GRIFFIN (breaking the fourth wall)
I figured out at nineteen that the financial markets were a math problem. Not a psychology problem, not an economics problem — a math problem. And math problems have solutions. The people who solve them first, and execute fastest, win. I've been solving and executing ever since.
INT. ONE-BEDROOM APARTMENT, CHICAGO - DAY (1990)
A spartan apartment in downtown Chicago. A 22-year-old KEN GRIFFIN sits across from FRANK BAXTER, a veteran securities executive. A single Bloomberg terminal blinks on a folding table.
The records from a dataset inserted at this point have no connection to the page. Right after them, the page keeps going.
//! Read-only view of the incoming request.

use std::collections::HashMap;

/// What crumb verification needs to know about a request.
///
/// Implement this for the host framework's request type.
pub trait RequestAccessor {
    /// Client address
    fn remote_address(&self) -> &str;

    /// HTTP method
    fn method(&self) -> &str;

    /// Form or query parameter
    fn param(&self, name: &str) -> Option<&str>;

    /// Header, looked up case-insensitively
    fn header(&self, name: &str) -> Option<&str>;

    /// Session identifier, if the request belongs to a session
    fn session_id(&self) -> Option<&str>;

    /// The page the request came from
    fn referer(&self) -> Option<&str> {
        self.header("Referer")
    }
}

/// A plain request value, for hosts that decode requests themselves and for tests.
#[derive(Debug, Clone, Default)]
pub struct FormRequest {
    pub method: String,
    pub remote_address: String,
    pub session_id: Option<String>,
    pub params: HashMap<String, String>,
    headers: HashMap<String, String>,
}

impl FormRequest {
    pub fn new(method: impl Into<String>, remote_address: impl Into<String>) -> Self {
        Self {
            method: method.into(),
            remote_address: remote_address.into(),
            ..Self::default()
        }
    }

    pub fn get(remote_address: impl Into<String>) -> Self {
        Self::new("GET", remote_address)
    }

    pub fn post(remote_address: impl Into<String>) -> Self {
        Self::new("POST", remote_address)
    }

    pub fn with_session(mut self, session_id: impl Into<String>) -> Self {
        self.session_id = Some(session_id.into());
        self
    }

    pub fn with_param(mut self, name: impl Into<String>, value: impl Into<String>) -> Self {
        self.params.insert(name.into(), value.into());
        self
    }

    pub fn with_params<I, K, V>(mut self, params: I) -> Self
    where
        I: IntoIterator<Item = (K, V)>,
        K: Into<String>,
        V: Into<String>,
    {
        self.params
            .extend(params.into_iter().map(|(k, v)| (k.into(), v.into())));
        self
    }

    pub fn with_header(mut self, name: impl AsRef<str>, value: impl Into<String>) -> Self {
        self.headers
            .insert(name.as_ref().to_ascii_lowercase(), value.into());
        self
    }

    /// Merge parameters from an `application/x-www-form-urlencoded` body.
    ///
    /// Bodies that don't decode are ignored.
    pub fn with_form_body(self, body: &[u8]) -> Self {
        match serde_urlencoded::from_bytes::<Vec<(String, String)>>(body) {
            Ok(pairs) => self.with_params(pairs),
            Err(_) => self,
        }
    }

    /// Merge parameters from a query string (without the leading `?`).
    pub fn with_query(self, query: &str) -> Self {
        self.with_form_body(query.as_bytes())
    }
}

impl RequestAccessor for FormRequest {
    fn remote_address(&self) -> &str {
        &self.remote_address
    }

    fn method(&self) -> &str {
        &self.method
    }

    fn param(&self, name: &str) -> Option<&str> {
        self.params.get(name).map(String::as_str)
    }

    fn header(&self, name: &str) -> Option<&str> {
        self.headers
            .get(&name.to_ascii_lowercase())
            .map(String::as_str)
    }

    fn session_id(&self) -> Option<&str> {
        self.session_id.as_deref()
    }
}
There is almost no furniture.
1990. Ken Griffin founds Citadel with $4.6 million in investor capital. He is 22 years old.
BAXTER
Kid, I've looked at your Harvard track record. It's impressive. But the world is full of smart people who can't manage other people's money. What makes you different?
GRIFFIN
Two things, Mr. Baxter. First, I don't trade on intuition. I trade on models. Mathematically derived, statistically validated models. Second, I understand risk better than anyone else my age. I don't blow up. I hedge every position. Every trade has a defined maximum loss. I can't predict what the market will do. But I can control how much I lose when I'm wrong.
BAXTER
You're twenty-two. How do I know you won't take my money to Vegas?
GRIFFIN
(dead serious)
Because Vegas is for people who enjoy randomness. I despise randomness. I eliminate it.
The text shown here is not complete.